Femme Friday – Aisha Johnston Continued!

Last week, Aisha was remembering her interactions with a Butch/Femme community, where she and her love found themselves fitting in less and less. Here is the conclusion of her essay.

Jo soon started to experience similar levels of misfitting within their part of the community. Recently, Jo has found that they identify heavily with the concept of dandyism (Urban Dictionary has recently started defining a dandy as a charming androgynous person of [any] gender) and, realistically, probably would have identified with it much earlier if they hadn’t been trying to manifest the masculinity that is “required” when claiming a Butch identity. Jo is a fun, floppy, flamboyant Enby (non-binary, NB) that exudes the perfect combination of all sides of being human, within and outside of the gender binary. The fact that they love to dance, that when they get excited their energy is hard to contain, that they love singing along to Broadway and Barbra Streisand — none of these things take away from their masculinity, to me, but because they weren’t the rough-and-tumble, stereotypical Butch, they weren’t accepted by their peers in the same way that I wasn’t accepted by mine. Jo still does all of the “manly” things a Butch would be happy to boast about; mowing the lawn, building things for me, chauffeuring their little family around in their SUV — but also does an amazing job at keeping our home clean, doing our laundry and most of the other day-to-day domestic duties that would be considered, by some, as the “woman’s” jobs.

Spoiler: I find them exponentially more masculine (and sexy) when they’re doing the domestic things, I won’t lie.

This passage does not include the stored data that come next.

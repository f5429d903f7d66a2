//! Currency domain models.

use std::collections::HashMap;

use chrono::NaiveDateTime;
use rust_decimal::Decimal;
use serde::{Deserialize, Serialize};

use super::currencies_constants::{ISO_CODE_LENGTH, NUMERIC_ISO_CODE_MAX, NUMERIC_ISO_CODE_MIN};
use crate::errors::ValidationError;
use crate::{Error, Result};

/// Domain model representing a persisted currency.
#[derive(Debug, Clone, Serialize, Deserialize, Default)]
#[serde(rename_all = "camelCase")]
pub struct Currency {
    pub id: String,
    pub iso_code: String,
    pub numeric_iso_code: Option<u16>,
    pub decimal_digits: u8,
    pub exchange_rate: Decimal,
    /// True for currencies absent from the reference catalog.
    pub unofficial: bool,
    pub enabled: bool,
    /// Display names keyed by locale.
    #[serde(default)]
    pub names: HashMap<String, String>,
    /// Symbols keyed by locale.
    #[serde(default)]
    pub symbols: HashMap<String, String>,
    /// Shops this currency is available in.
    #[serde(default)]
    pub shop_ids: Vec<i32>,
    pub created_at: NaiveDateTime,
    pub updated_at: NaiveDateTime,
}

impl Currency {
    /// Returns the display name for the given locale, falling back to the ISO code.
    pub fn display_name(&self, locale: &str) -> &str {
        self.names
            .get(locale)
            .map(String::as_str)
            .unwrap_or(&self.iso_code)
    }

    /// Returns the symbol for the given locale, falling back to the ISO code.
    pub fn symbol(&self, locale: &str) -> &str {
        self.symbols
            .get(locale)
            .map(String::as_str)
            .unwrap_or(&self.iso_code)
    }
}

/// Input model for creating a new currency.
///
/// Consumed once by the creation pipeline; the resolved numeric code lives on
/// [`super::ValidatedCurrency`], never written back into the draft.
#[derive(Debug, Clone, Serialize, Deserialize)]
#[serde(rename_all = "camelCase")]
pub struct NewCurrency {
    pub iso_code: String,
    pub numeric_iso_code: Option<u16>,
    /// True when the currency is not expected in the reference catalog.
    #[serde(default)]
    pub unofficial: bool,
    pub exchange_rate: Decimal,
    pub enabled: bool,
    #[serde(default)]
    pub names: HashMap<String, String>,
    #[serde(default)]
    pub symbols: HashMap<String, String>,
    #[serde(default)]
    pub shop_ids: Vec<i32>,
}

impl NewCurrency {
    /// Validates the new currency data.
    pub fn validate(&self) -> Result<()> {
        let code = self.iso_code.trim();
        if code.len() != ISO_CODE_LENGTH || !code.chars().all(|c| c.is_ascii_alphabetic()) {
            return Err(Error::Validation(ValidationError::InvalidInput(format!(
                "ISO code '{}' must be exactly {} alphabetic characters",
                self.iso_code, ISO_CODE_LENGTH
            ))));
        }
        if self.exchange_rate <= Decimal::ZERO {
            return Err(Error::Validation(ValidationError::InvalidInput(
                "Exchange rate must be positive".to_string(),
            )));
        }
        if let Some(numeric) = self.numeric_iso_code {
            if !(NUMERIC_ISO_CODE_MIN..=NUMERIC_ISO_CODE_MAX).contains(&numeric) {
                return Err(Error::Validation(ValidationError::InvalidInput(format!(
                    "Numeric ISO code {} must lie in {}..={}",
                    numeric, NUMERIC_ISO_CODE_MIN, NUMERIC_ISO_CODE_MAX
                ))));
            }
        }
        Ok(())
    }

    /// Uppercased ISO code used for lookups and persistence.
    pub fn normalized_iso_code(&self) -> String {
        self.iso_code.trim().to_ascii_uppercase()
    }
}

/// Input model for updating an existing currency.
///
/// The ISO code, numeric code, and unofficial flag are fixed at creation;
/// changing them would bypass creation-time validation.
#[derive(Debug, Clone, Serialize, Deserialize)]
#[serde(rename_all = "camelCase")]
pub struct CurrencyUpdate {
    pub id: Option<String>,
    pub exchange_rate: Decimal,
    pub enabled: bool,
    #[serde(default)]
    pub names: HashMap<String, String>,
    #[serde(default)]
    pub symbols: HashMap<String, String>,
    #[serde(default)]
    pub shop_ids: Vec<i32>,
}

impl CurrencyUpdate {
    /// Validates the currency update data.
    pub fn validate(&self) -> Result<()> {
        if self.id.is_none() {
            return Err(Error::Validation(ValidationError::MissingField(
                "id".to_string(),
            )));
        }
        if self.exchange_rate <= Decimal::ZERO {
            return Err(Error::Validation(ValidationError::InvalidInput(
                "Exchange rate must be positive".to_string(),
            )));
        }
        Ok(())
    }
}

impl From<Currency> for CurrencyUpdate {
    fn from(currency: Currency) -> Self {
        Self {
            id: Some(currency.id),
            exchange_rate: currency.exchange_rate,
            enabled: currency.enabled,
            names: currency.names,
            symbols: currency.symbols,
            shop_ids: currency.shop_ids,
        }
    }
}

The gender role expectations in the Butch / Femme community are too much akin to the toxic masculinity versus female submission that exists in the heteronormative world to be a comfortable space for me. In taking time for myself, especially over the past three months, I have been unpacking a lot of my emotional baggage as well as childhood trauma and abuse that continued, essentially, until I met Jo. I was preened, throughout my childhood and adolescence, for a cis-hetero life. My femaleness was something my narcissistic mother not only used against me as a weapon but also to fuel a strange type of trauma bond so that our femaleness (something that she believed was invincible) was the main thing holding us together. I was enabled to stay in unhealthy relationships, one of which was extremely toxic, where my femaleness was taken and victimized repeatedly, and my “sworn protector” did not and would not acknowledge or bring to my attention that I was being abused. Whether it was sexually, or I was being humiliated for whatever reaction was deemed “what a girl would do”, my femaleness was always on the chopping block, simply for existing. I was fed to a life full of predatory cis-men and manipulative women, so I grew to hate men for what they did to me, and to hate women for doing nothing to stop it.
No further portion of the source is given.